The costs of browsing
Lowering deer densities wouldn’t necessarily solve the browsing problem either, Locke said, because even small groups of deer have “hammered’’ large pine plantings. Many foresters believe that seedlings from commercial nurseries are extra tasty to deer because they contain more nutrients than trees that grow from seeds cast from aircraft.
There is also a considerable cost to taxpayers in protecting forests from hungry deer. In the nine years that ended in fiscal 2012, the DNR spent about $2.75 million on bud-capping and spraying repellent on seedlings. National forests in the state also spend money annually on deterrents. Palik said a contractor recently submitted a bid to bud-cap pine seedlings on a 500-acre site at a cost of $185 per acre, or $92,500 per year.
DNR wildlife and forestry officials from Locke’s area revisited the deer debate last year, producing a draft report on how to manage pine regeneration and deer populations in the northwest part of the state. The report noted that there are fewer hunters now and more land has been put off limits to hunting due to development or leasing — factors that diminish deer hunting as a tool to keep herds in check.
The draft report projected that by 2025 there could be a steep decline in the area’s jack pine cover based on losses of 15,000 to 16,000 acres that occurred between 1990 and 2006.
For the environment, selective browsing by deer also means a reduction in other trees and plants, including red oak, certain lillies, orchids and other plant species, said Lee Frelich, University of Minnesota forest biologist. The overall effect is a cascading drop-off in certain insects, less habitat for animals, fewer songbirds, less grouse and pheasant and the disappearance of various berries, Frelich said.
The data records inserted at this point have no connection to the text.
use clap::{Parser, Subcommand};
use rmpc_app::{AppResult, RunOptions, RunRequest, load_yaml, run_service};
use rmpc_results::{LogEntry, RunManifest, RunOutcome, TrajectoryLog};
use std::path::{Path, PathBuf};
use tracing::{info, warn};
use tracing_subscriber::EnvFilter;

#[derive(Parser)]
#[command(name = "rmpc")]
#[command(about = "Robust multi-stage MPC - closed-loop runs on demo plants", long_about = None)]
struct Cli {
    #[command(subcommand)]
    command: Commands,
}

#[derive(Subcommand)]
enum Commands {
    /// Validate a run config file
    Validate {
        /// Path to the run YAML file
        config_path: PathBuf,
    },
    /// Run the closed loop described by a run config
    Run {
        /// Path to the run YAML file
        config_path: PathBuf,
        /// Skip cache and force re-run
        #[arg(long)]
        no_cache: bool,
    },
    /// List stored runs in an output directory
    Runs {
        /// Output directory of the runs
        output_dir: PathBuf,
    },
    /// Replay a stored run without re-solving
    Show {
        /// Output directory of the run
        output_dir: PathBuf,
        /// Run ID to display
        run_id: String,
    },
}

fn main() -> AppResult<()> {
    tracing_subscriber::fmt()
        .with_env_filter(EnvFilter::from_default_env())
        .with_writer(std::io::stderr)
        .init();

    let cli = Cli::parse();

    match cli.command {
        Commands::Validate { config_path } => cmd_validate(&config_path),
        Commands::Run {
            config_path,
            no_cache,
        } => cmd_run(&config_path, !no_cache),
        Commands::Runs { output_dir } => cmd_runs(&output_dir),
        Commands::Show { output_dir, run_id } => cmd_show(&output_dir, &run_id),
    }
}

fn cmd_validate(config_path: &Path) -> AppResult<()> {
    println!("Validating run config: {}", config_path.display());
    let config = load_yaml(config_path)?;
    println!("✓ Run config is valid");
    println!("  Model: {}", config.model.label());
    println!(
        "  Horizon: {} (robust {}), t_step = {}",
        config.controller.n_horizon, config.controller.n_robust, config.controller.t_step
    );
    let scenarios: usize = if config.controller.n_robust == 0 {
        1
    } else {
        config
            .uncertainty
            .iter()
            .map(|u| u.values.len())
            .product::<usize>()
            .saturating_pow(config.controller.n_robust as u32)
    };
    println!("  Scenarios: {scenarios}");
    Ok(())
}

fn cmd_run(config_path: &Path, use_cache: bool) -> AppResult<()> {
    let config = load_yaml(config_path)?;
    info!(
        config = %config_path.display(),
        model = config.model.label(),
        use_cache,
        "starting closed-loop run"
    );
    println!(
        "Running closed loop '{}' on {} for {} steps",
        config.name,
        config.model.label(),
        config.n_steps
    );

    let request = RunRequest {
        config: &config,
        options: RunOptions {
            use_cache,
            ..RunOptions::default()
        },
    };

    print_table_header(config.model.state_names());
    let response = run_service::ensure_run_with_progress(
        &request,
        Some(&mut |entry: &LogEntry| print_table_row(entry)),
    )?;

    if response.loaded_from_cache {
        for entry in response.log.entries() {
            print_table_row(entry);
        }
        println!("✓ Loaded from cache: {}", response.run_id);
    } else {
        println!("✓ Run stored: {}", response.run_id);
    }
    if let RunOutcome::Halted { step, reason } = &response.manifest.outcome {
        warn!(run_id = %response.run_id, step, reason = %reason, "closed loop halted");
    }
    print_outcome(&response.manifest);
    println!("  Elapsed: {:.3} s", response.elapsed_s);
    Ok(())
}

fn cmd_runs(output_dir: &Path) -> AppResult<()> {
    let runs = run_service::list_runs(output_dir)?;
    if runs.is_empty() {
        println!("No runs found in {}", output_dir.display());
    } else {
        println!("Runs in {}:", output_dir.display());
        for run in runs {
            println!(
                "  {} - {} ({}/{} steps, {})",
                run.run_id,
                run.model,
                run.completed_steps,
                run.requested_steps,
                run.timestamp
            );
        }
    }
    Ok(())
}

fn cmd_show(output_dir: &Path, run_id: &str) -> AppResult<()> {
    let (manifest, log) = run_service::load_run(output_dir, run_id)?;
    println!("Run: {}", manifest.run_id);
    println!("  Model: {}", manifest.model);
    println!("  Timestamp: {}", manifest.timestamp);
    println!("  Solver: {}", manifest.solver_version);
    print_log(&log);
    print_outcome(&manifest);
    Ok(())
}

fn print_log(log: &TrajectoryLog) {
    let n_x = log.entries().first().map_or(0, |e| e.state.len());
    let names: Vec<String> = (0..n_x).map(|i| format!("x{i}")).collect();
    let names: Vec<&str> = names.iter().map(String::as_str).collect();
    print_table_header(&names);
    for entry in log.entries() {
        print_table_row(entry);
    }
}

fn print_table_header(state_names: &[&str]) {
    let mut line = format!("{:>5} {:>10}", "step", "time");
    for name in state_names {
        line.push_str(&format!(" {:>12}", name));
    }
    line.push_str(&format!(" {:>12} {:>16}", "u[0]", "status"));
    println!("{line}");
}

fn print_table_row(entry: &LogEntry) {
    let mut line = format!("{:>5} {:>10.4}", entry.step, entry.time);
    for v in &entry.state {
        line.push_str(&format!(" {:>12.6}", v));
    }
    let u0 = entry.input.first().copied().unwrap_or(f64::NAN);
    let status = if entry.fallback {
        format!("{} (held)", entry.status)
    } else {
        entry.status.to_string()
    };
    line.push_str(&format!(" {:>12.6} {:>16}", u0, status));
    println!("{line}");
}

fn print_outcome(manifest: &RunManifest) {
    match &manifest.outcome {
        RunOutcome::Completed => println!(
            "  Outcome: completed {}/{} steps",
            manifest.completed_steps, manifest.requested_steps
        ),
        RunOutcome::Halted { step, reason } => {
            println!("  Outcome: halted at step {step}: {reason}")
        }
    }
}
“Deer are contributing to the shifting composition of the forest,’’ said Frelich, who has studied the deer-related loss of new-growth hemlock trees in the Porcupine Mountains of Michigan’s Upper Peninsula.
McInenly said deer hunters in Minnesota understand the need to keep the herd in check. Hunters went along with the deer reduction in 2005-2007 when foresters and ecologists were more vocal about browsing damage, she said. And it’s the DNR’s job to balance competing interests, especially when it comes to the “upper thresholds’’ for protecting healthy ecosystems, she said.
But the DNR can’t ignore the social reality of deer hunting and “certainly’’ listens to hunters, McInenly said.
For now, indications point toward a managed increase in the deer population, but no one knows what that number will be.
“We are trying to find the sweet spot, but I don’t think you ever land on the sweet spot,’’ McInenly said.